Los consumidores no existían hasta entonces como sujetos de derecho. Cuando Lluch llegó al ministerio, España aún estaba convulsionada por la masiva intoxicación del aceite de colza. La aprobación, durante su mandato, de la Ley de Defensa de los Consumidores y Usuarios y el Código Alimentario introdujo medidas ahora consideradas tan básicas como la obligación de que todos los productos lleven una etiqueta en la que conste composición y caducidad, o un sistema de sanciones para quienes atentan contra la seguridad alimentaria.

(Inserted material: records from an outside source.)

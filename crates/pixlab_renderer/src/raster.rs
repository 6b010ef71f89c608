//! Scanline-free rasterization of the lab primitives.
//!
//! Every routine writes straight into a [`PixelBuffer`], skipping pixels
//! that fall outside it. Filled triangles test against the depth channel,
//! which the caller must have cleared to a far value.

use glam::{Vec2, Vec3};
use pixlab_core::{Circle, Icosphere, Line, PixelBuffer, Triangle, Vertex};
use pixlab_math::Interval;

/// Write a single point at its floored pixel.
pub fn draw_point(point: &Vertex, buffer: &mut PixelBuffer) {
    let x = point.position.x.floor() as i64;
    let y = point.position.y.floor() as i64;
    buffer.write_rgb(x, y, point.color);
}

/// Number of whole steps of size `1 / steps` in [0, 1], or `None` for a non-finite count.
fn step_count(steps: f32) -> Option<u64> {
    steps.is_finite().then(|| steps.floor() as u64)
}

/// Step along the segment in increments of `1 / max(1, length - 1)`.
///
/// Short steep segments are under-sampled and may leave gaps. Each `t` is
/// derived from the step index, so long segments still terminate.
pub fn draw_line_parametric(line: &Line, buffer: &mut PixelBuffer) {
    let start = line.p0.position.truncate();
    let ray = line.segment();
    let steps = (ray.length() - 1.0).max(1.0);
    let Some(count) = step_count(steps) else {
        return;
    };

    for i in 0..=count {
        let t = i as f32 / steps;
        let p = start + t * ray;
        let color = line.color * line.p0.color.lerp(line.p1.color, t);
        buffer.write_rgb(p.x.floor() as i64, p.y.floor() as i64, color);
    }
}

/// Distance-field line with a quadratic falloff towards its edge.
///
/// Every pixel center within `thickness / 2` of the segment is overwritten.
pub fn draw_line_implicit(line: &Line, buffer: &mut PixelBuffer) {
    let half_thickness = line.thickness * 0.5;
    if half_thickness <= 0.0 {
        return;
    }

    for y in 0..buffer.height() as i64 {
        for x in 0..buffer.width() as i64 {
            let center = Vec2::new(x as f32 + 0.5, y as f32 + 0.5);
            let (dist, t) = line.dist(center);
            if dist > half_thickness {
                continue;
            }

            let ratio = dist / half_thickness;
            let falloff = Interval::UNIT.clamp(1.0 - ratio * ratio);
            let gradient = line.p0.color.lerp(line.p1.color, Interval::UNIT.clamp(t));
            buffer.write_rgb(x, y, line.color * falloff * gradient);
        }
    }
}

/// Flat-filled disc of the center's color.
pub fn draw_circle(circle: &Circle, buffer: &mut PixelBuffer) {
    if circle.radius < 0.0 {
        return;
    }

    // Pixels beyond the radius' bounding square can never pass the test.
    let center = circle.center.position.truncate();
    let min_x = (center.x - circle.radius).floor().max(0.0) as i64;
    let min_y = (center.y - circle.radius).floor().max(0.0) as i64;
    let max_x = ((center.x + circle.radius).ceil() as i64).min(buffer.width() as i64 - 1);
    let max_y = ((center.y + circle.radius).ceil() as i64).min(buffer.height() as i64 - 1);

    for y in min_y..=max_y {
        for x in min_x..=max_x {
            if circle.dist(Vec2::new(x as f32, y as f32)) <= circle.radius {
                buffer.write_rgb(x, y, circle.center.color);
            }
        }
    }
}

/// The three edges as parametric lines in the triangle's flat color.
pub fn draw_triangle_outline(triangle: &Triangle, buffer: &mut PixelBuffer) {
    for i in 0..3 {
        let edge = Line::new(triangle.vertices[i], triangle.vertices[(i + 1) % 3])
            .with_color(triangle.color);
        draw_line_parametric(&edge, buffer);
    }
}

/// Fill by stepping the two barycentric parameters along the edges from vertex 0.
pub fn draw_triangle_parametric(triangle: &Triangle, buffer: &mut PixelBuffer) {
    let origin = triangle.vertices[0].position;
    let steps1 = (1.25 * (triangle.vertices[1].position - origin).length()).max(1.0);
    let steps2 = (1.25 * (triangle.vertices[2].position - origin).length()).max(1.0);
    let (Some(count1), Some(count2)) = (step_count(steps1), step_count(steps2)) else {
        return;
    };

    for i in 0..=count1 {
        let t1 = i as f32 / steps1;
        for j in 0..=count2 {
            let t2 = j as f32 / steps2;
            if t1 + t2 >= 1.0 {
                break;
            }
            let bary = Vec3::new(1.0 - t1 - t2, t1, t2);
            plot_interpolated(triangle, bary, buffer);
        }
    }
}

/// Fill by testing every pixel of the clamped bounding box.
///
/// Degenerate triangles draw nothing.
pub fn draw_triangle_bounding_box(triangle: &Triangle, buffer: &mut PixelBuffer) {
    if buffer.width() == 0 || buffer.height() == 0 {
        return;
    }

    let limit = Vec2::new(buffer.width() as f32 - 1.0, buffer.height() as f32 - 1.0);
    let (min, max) = triangle.vertices.iter().fold(
        (Vec2::new(buffer.width() as f32, buffer.height() as f32), Vec2::ZERO),
        |(min, max), vertex| {
            let p = vertex.position.truncate();
            (min.min(p), max.max(p))
        },
    );
    let min = min.clamp(Vec2::ZERO, limit);
    let max = max.clamp(Vec2::ZERO, limit);

    for y in min.y as i64..=max.y as i64 {
        for x in min.x as i64..=max.x as i64 {
            let Some(bary) = triangle.barycentric(Vec2::new(x as f32, y as f32)) else {
                return;
            };

            if Triangle::contains_barycentric(bary) {
                let vertex = triangle.interpolate(bary);
                buffer.write_with_depth(x, y, triangle.color * vertex.color, vertex.position.z);
            }
        }
    }
}

/// Every face in index order, relying on the depth test for occlusion.
pub fn draw_icosphere(icosphere: &Icosphere, use_colors: bool, buffer: &mut PixelBuffer) {
    for face in icosphere.faces(use_colors) {
        draw_triangle_bounding_box(&face, buffer);
    }
}

fn plot_interpolated(triangle: &Triangle, bary: Vec3, buffer: &mut PixelBuffer) {
    let vertex = triangle.interpolate(bary);
    let x = vertex.position.x.floor() as i64;
    let y = vertex.position.y.floor() as i64;
    buffer.write_with_depth(x, y, triangle.color * vertex.color, vertex.position.z);
}
//! Program name and description from the leading comment block.
//!
//! ```text
//! # Mean reversion        <- name
//! # Buys dips below the   <- description
//! # 20 sample mean.       <- description (joined with a space)
//! neg (zscore price 20)
//! ```

const DEFAULT_NAME: &str = "Algorithm";

#[derive(Debug, Clone, PartialEq, Eq)]
pub struct Docstrings {
    pub name: String,
    pub description: Option<String>,
}

/// Text of a comment line with its leading `#`s and whitespace removed, or
/// `None` when the line is not a comment.
fn comment_text(line: &str) -> Option<&str> {
    let trimmed = line.trim();
    trimmed
        .starts_with('#')
        .then(|| trimmed.trim_start_matches('#').trim())
}

pub fn get_docstrings(source: &str) -> Docstrings {
    let mut lines = source.lines().map(str::trim).peekable();

    // Blank lines and empty comments before the name are ignored.
    while lines
        .next_if(|l| l.is_empty() || comment_text(l) == Some(""))
        .is_some()
    {}

    let name = match lines.next().and_then(comment_text) {
        Some(name) => name.to_string(),
        None => {
            return Docstrings {
                name: DEFAULT_NAME.to_string(),
                description: None,
            };
        }
    };

    let description: Vec<&str> = lines
        .map_while(comment_text)
        .filter(|text| !text.is_empty())
        .collect();

    Docstrings {
        name,
        description: (!description.is_empty()).then(|| description.join(" ")),
    }
}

Soliviantó a amplios sectores médicos con una ley de incompatibilidades que tocaba muchos intereses creados y lanzó los llamados Prosereme, unos programas de revisión de los medicamentos que le valieron una gran inquina entre los productores farmacéuticos. Se trataba de purgar una de las farmacopeas más voluminosas de Europa que contenía una gran cantidad de medicamentos perfectamente prescindibles. En ese momento, varios de los fármacos más recetados por la Seguridad Social no tenían eficacia terapéutica demostrada. Esta batalla le desgastó tanto que no pudo ya plantear, como quería, la Ley del Medicamento.

Fue, pues, un ministro muy fructífero y también muy polémico, que mantuvo una dura batalla política en la que algunos de sus colaboradores quedaron abrasados. Pero la bonhomía de su carácter convertía, en el plano personal, los más radicales enfrentamientos en meros ejercicios de esgrima dialéctica. Él siempre sonreía. Por eso ayer, todos los sectores de la sanidad sin excepción condenaron su asesinato y los trabajadores del ministerio guardaron un minuto de silencio en su memoria.